We you enter parallel region in open MP you request a no of threads.But the environment can choose to give you lower threads.
So we have to check how many threads we actually got and how many threads we asked.What if the user asks for 40000 threads or
any large number of threads ? You cant ask for more threads.There is a max level upto which the system can allot you the threads
Anything above that is not possible for the system to allot.So if we ask for above the optimal level,then the system allocates
the maximum possible and not what the user asked for.So we can cross check using the master thread.By master thread you can
get the actual no of threads allocated by the system.
if you notice the results,by increasing threads,there is a small issue you will find.The issue is that by increassing the
no of threads,the computational time will fall first to some extent and after that it almost becomes constant.Optimising this
futher is a bit difficult.There is also one more issue know as FALSE SHARING which we havent dealt with in our program.
This issue can be solved using synchronisation.
*/
/*program-4:- In the above problem,you probably used an array to create space for each thread to store its partial sum.If array
elements happen to store a cache line,this leads to false sharing.Modify your above program to avoid false sharing due to the
sum array using synchronisation */
int main()
{
int num_steps=100000;
double step=1.0/num_steps;
int num_threads=3;
omp_set_num_threads(num_threads);
double pi=0.0;
#pragma omp parallel
{
double x;
double sum=0.0;
int i;
for(i=0;i<num_steps;i=i+num_threads)
{
x=(i+0.5)*step;
sum+=4.0/(1+x*x);
}
#pragma omp critical
{
pi+=sum*step;
}
}
cout<<pi<<endl;
}
/*there is also one more issue we have to deal with.Sometimes its difficult to spilt the loops if we have loop dependent
varaibles inside them.
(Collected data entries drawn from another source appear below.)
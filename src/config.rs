//! Controller / Agent 配置
//!
//! 默认值 → 环境变量 → 命令行参数，后者覆盖前者。

use std::path::PathBuf;
use std::time::Duration;

use crate::error::{Error, Result};

/// 控制通道默认端口
pub const DEFAULT_CONTROL_PORT: u16 = 5556;
/// 广播通道默认端口
pub const DEFAULT_BROADCAST_PORT: u16 = 5557;

/// 数据目录（默认 ~/.panama）
pub fn default_data_dir() -> PathBuf {
    dirs::home_dir()
        .unwrap_or_else(|| PathBuf::from("."))
        .join(".panama")
}

/// Controller 配置
#[derive(Debug, Clone)]
pub struct LeaderConfig {
    /// 控制通道监听地址
    pub control_addr: String,
    /// 广播通道监听地址
    pub broadcast_addr: String,
    /// 告知 Agent 的广播地址（None 时使用实际绑定地址）
    pub advertise_broadcast: Option<String>,
    /// 审计日志保存目录
    pub log_dir: PathBuf,
    /// 退出时等待广播令牌发送完毕的时间
    pub shutdown_grace: Duration,
}

impl Default for LeaderConfig {
    fn default() -> Self {
        Self {
            control_addr: format!("0.0.0.0:{}", DEFAULT_CONTROL_PORT),
            broadcast_addr: format!("0.0.0.0:{}", DEFAULT_BROADCAST_PORT),
            advertise_broadcast: None,
            log_dir: default_data_dir().join("logs"),
            shutdown_grace: Duration::from_millis(500),
        }
    }
}

impl LeaderConfig {
    /// 从环境变量覆盖默认值
    pub fn from_env() -> Self {
        let mut config = Self::default();
        if let Ok(addr) = std::env::var("PANAMA_CONTROL_ADDR") {
            config.control_addr = addr;
        }
        if let Ok(addr) = std::env::var("PANAMA_BROADCAST_ADDR") {
            config.broadcast_addr = addr;
        }
        if let Ok(addr) = std::env::var("PANAMA_ADVERTISE_BROADCAST") {
            config.advertise_broadcast = Some(addr);
        }
        if let Ok(dir) = std::env::var("PANAMA_LOG_DIR") {
            config.log_dir = PathBuf::from(dir);
        }
        config
    }

    /// 仅绑定本机随机端口（测试用）
    pub fn ephemeral(log_dir: impl Into<PathBuf>) -> Self {
        Self {
            control_addr: "127.0.0.1:0".to_string(),
            broadcast_addr: "127.0.0.1:0".to_string(),
            advertise_broadcast: None,
            log_dir: log_dir.into(),
            shutdown_grace: Duration::from_millis(500),
        }
    }
}

/// 外部审计子系统配置
#[derive(Debug, Clone)]
pub struct AuditConfig {
    /// 开启采集的命令（argv）
    pub enable_command: Vec<String>,
    /// 关闭采集的命令（argv）
    pub disable_command: Vec<String>,
    /// 审计日志位置
    pub log_path: PathBuf,
}

impl Default for AuditConfig {
    fn default() -> Self {
        Self {
            enable_command: vec!["camflow".into(), "-e".into(), "true".into()],
            disable_command: vec!["camflow".into(), "-e".into(), "false".into()],
            log_path: PathBuf::from("/tmp/audit.log"),
        }
    }
}

/// Agent 配置
#[derive(Debug, Clone)]
pub struct FollowerConfig {
    /// Controller 控制通道地址（host:port）
    pub controller_addr: String,
    /// 连接超时（None = 不限）
    pub connect_timeout: Option<Duration>,
    /// 每个控制请求的超时（None = 一直等待应答）
    pub request_timeout: Option<Duration>,
    /// 审计子系统
    pub audit: AuditConfig,
}

impl Default for FollowerConfig {
    fn default() -> Self {
        Self {
            controller_addr: format!("localhost:{}", DEFAULT_CONTROL_PORT),
            connect_timeout: Some(Duration::from_secs(10)),
            request_timeout: None,
            audit: AuditConfig::default(),
        }
    }
}

impl FollowerConfig {
    /// 创建指向指定 Controller 的配置
    pub fn new(controller_addr: &str) -> Self {
        Self {
            controller_addr: controller_addr.to_string(),
            ..Default::default()
        }
    }

    /// 设置请求超时
    pub fn with_request_timeout(mut self, timeout: Duration) -> Self {
        self.request_timeout = Some(timeout);
        self
    }

    /// 从环境变量覆盖默认值
    pub fn from_env() -> Result<Self> {
        let mut config = Self::default();
        if let Ok(addr) = std::env::var("PANAMA_CONTROLLER") {
            config.controller_addr = addr;
        }
        if let Ok(secs) = std::env::var("PANAMA_REQUEST_TIMEOUT_SECS") {
            config.request_timeout = Some(parse_timeout_secs(&secs)?);
        }
        if let Ok(path) = std::env::var("PANAMA_AUDIT_LOG") {
            config.audit.log_path = PathBuf::from(path);
        }
        Ok(config)
    }
}

/// 解析超时秒数，必须是正整数（0 与非数字都返回 `Error::Config`）
pub fn parse_timeout_secs(value: &str) -> Result<Duration> {
    let secs: u64 = value
        .trim()
        .parse()
        .map_err(|_| Error::Config(format!("无效的超时秒数: {:?}", value)))?;
    if secs == 0 {
        return Err(Error::Config("超时秒数必须大于 0".to_string()));
    }
    Ok(Duration::from_secs(secs))
}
So we have to make sure that we dont have any loop dependent varibales inside our loops to make the
splitting easy.Lets take one example below and understand this carefully.*/
/*lets say we want to compute the average value of an array of elements.*/
int MAX = 100000;
double ave = 0.0;
double A[MAX];
for(int i=0;i<MAX;i++)
{
ave = ave +A[i]; //computing the sum of all the elements of A and storing in ave variable
}
ave = ave/MAX; //we will now divide by the number of elements in the array to get the average
/*notice the above programe carefully.it has loop dependencies.The value of ave variable in loop i,is dependent on the value
of the ave variable in loop i-1. So we have loop dependencies and in this case its difficult to the spilt the work among
different threads. So we have to take care of these slight things and make the program as loop independent as possible.